Si rien ne s’oppose à l’implication militante des intervenants professionnels ou des groupes qu’ils accompagnent au sein de la politique formelle, c’est-à-dire au sein des processus et des dispositifs formalisant la démocratie représentative, l’objet d’intervention politique prioritaire auquel est rattachée l’organisation communautaire, et sur lequel nous souhaitons nous attarder, se situe sur un autre registre qui s’avère à la fois plus général et plus fondamental. Il renvoie à la capacité des individus, des groupes et des communautés d’être partie prenante des décisions et des actions menant à l’établissement et à la configuration des règles institutionnelles qui régulent la société et, ce faisant, à l’autoréalisation de l’individu au sein d’une collectivité. En cela, l’organisation communautaire rejoint la dimension sociopolitique de la vie démocratique de nos sociétés qui ne s’épuise pas, comme l’a si bien montré Tocqueville avec l’expérience américaine, dans la démocratie représentative. Nous avons vu dans les sections précédentes quelques-unes des méthodes et des stratégies mises en oeuvre dans le cadre de l’action communautaire pour forcer le jeu politique et apporter un rééquilibrage des rapports de pouvoir dans le cadre de situations où s’affrontent des acteurs sociaux disposant d’un capital économique, social et symbolique fortement différencié : action directe, grève, mobilisation, manifestation, éducation populaire.

Mais pour saisir toute leur portée, il faut être en mesure de dépasser les analyses traditionnelles qui confinent souvent ces actions à de simples luttes pour l’obtention de ressources financières ou matérielles.
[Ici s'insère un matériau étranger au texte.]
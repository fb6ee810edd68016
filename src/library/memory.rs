//! In-memory PlayerStore for standalone mode and testing.

use std::collections::HashMap;
use std::sync::atomic::{AtomicU32, AtomicUsize, Ordering};

use async_trait::async_trait;
use tokio::sync::RwLock;

use super::{LibraryError, PlayerLibrary, PlayerStore, Result};
use crate::envelope::{GameId, PlayerId};

#[derive(Debug, Clone, Default)]
struct StoredPlayer {
    games: Vec<GameId>,
    version: u64,
}

/// Player store that keeps libraries in memory.
///
/// Stores game lists verbatim (duplicates included), like a document
/// store array field would.
#[derive(Default)]
pub struct InMemoryPlayerStore {
    players: RwLock<HashMap<PlayerId, StoredPlayer>>,
    fail_on_load: RwLock<bool>,
    fail_on_save: RwLock<bool>,
    pending_conflicts: AtomicU32,
    saves: AtomicUsize,
}

impl InMemoryPlayerStore {
    pub fn new() -> Self {
        Self::default()
    }

    /// Create a player record with an empty library.
    pub async fn insert_player(&self, player_id: impl Into<PlayerId>) {
        self.insert_player_with_games(player_id, Vec::new()).await;
    }

    /// Create or overwrite a player record with the given games, stored as-is.
    pub async fn insert_player_with_games(&self, player_id: impl Into<PlayerId>, games: Vec<GameId>) {
        let mut players = self.players.write().await;
        let entry = players.entry(player_id.into()).or_default();
        entry.games = games;
        entry.version += 1;
    }

    /// Remove a player record.
    pub async fn remove_player(&self, player_id: &PlayerId) {
        self.players.write().await.remove(player_id);
    }

    /// Raw stored games for a player, duplicates included.
    pub async fn stored_games(&self, player_id: &PlayerId) -> Option<Vec<GameId>> {
        self.players
            .read()
            .await
            .get(player_id)
            .map(|p| p.games.clone())
    }

    pub async fn set_fail_on_load(&self, fail: bool) {
        *self.fail_on_load.write().await = fail;
    }

    pub async fn set_fail_on_save(&self, fail: bool) {
        *self.fail_on_save.write().await = fail;
    }

    /// Make the next `count` saves lose a race against a simulated
    /// concurrent writer.
    pub fn inject_conflicts(&self, count: u32) {
        self.pending_conflicts.store(count, Ordering::SeqCst);
    }

    /// Number of successful saves.
    pub fn save_count(&self) -> usize {
        self.saves.load(Ordering::SeqCst)
    }
}

#[async_trait]
impl PlayerStore for InMemoryPlayerStore {
    async fn load(&self, player_id: &PlayerId) -> Result<Option<PlayerLibrary>> {
        if *self.fail_on_load.read().await {
            return Err(LibraryError::Persistence("Mock load failure".to_string()));
        }

        Ok(self.players.read().await.get(player_id).map(|p| PlayerLibrary {
            player_id: player_id.clone(),
            games: p.games.clone(),
            version: p.version,
        }))
    }

    async fn save(&self, library: &PlayerLibrary) -> Result<()> {
        if *self.fail_on_save.read().await {
            return Err(LibraryError::Persistence("Mock save failure".to_string()));
        }

        let mut players = self.players.write().await;
        let stored = players
            .get_mut(&library.player_id)
            .ok_or_else(|| LibraryError::PlayerNotFound {
                player_id: library.player_id.clone(),
            })?;

        let conflicted = self
            .pending_conflicts
            .fetch_update(Ordering::SeqCst, Ordering::SeqCst, |n| n.checked_sub(1))
            .is_ok();
        if conflicted {
            stored.version += 1;
        }

        if stored.version != library.version {
            return Err(LibraryError::Conflict {
                player_id: library.player_id.clone(),
                expected: library.version,
            });
        }

        stored.games = library.games.clone();
        stored.version += 1;
        self.saves.fetch_add(1, Ordering::SeqCst);
        Ok(())
    }
}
À cet égard, les théories développées par Axel Honneth s’avèrent particulièrement pertinentes[7]. Suivant Honneth, en effet, c’est non seulement au sein d’un affrontement pour une meilleure répartition des ressources matérielles (comme l’a fait le marxisme hérité de l’École de Francfort), mais aussi, et surtout, dans le cadre d’une « lutte pour la reconnaissance » que doivent se comprendre les luttes sociales menées par les divers groupes marginalisés pour s’extirper des « pathologies sociales » qui portent atteinte aux conditions de réalisation de soi et qui sont à l’origine du mépris ressenti par les individus et les communautés face aux institutions bureaucratiques et aux impératifs de la société de marché (Honneth, 2008). Dès lors, leur émancipation sera possible dans la mesure d’une participation à « des rapports sociaux d’interactions » qui permettent d’expérimenter des formes de reconnaissance nécessaires « pour apparaître en public sans avoir honte » (Honneth, 2006, p. 175), c’est-à-dire une reconnaissance obtenue par l’entremise d’un accès à la sphère de l’Amour — ou, comme le dit Caillé (2007), à un réseau de socialité primaire stable — comme premier degré de reconnaissance réciproque et de condition de participation à la vie publique. Mais cette première condition ne s’avère pas suffisante pour permettre une pleine intégration de l’individu à la société. À cette socialité primaire, il faut adjoindre les prérogatives du droit en tant que protection sociale de la dignité humaine et de la liberté individuelle, et la solidarité comme valeur sociale construite à partir de l’apport spécifique de l’individu à la collectivité et comme relations d’estime symétrique entre les individus (Honneth, 2006, p. 113-159).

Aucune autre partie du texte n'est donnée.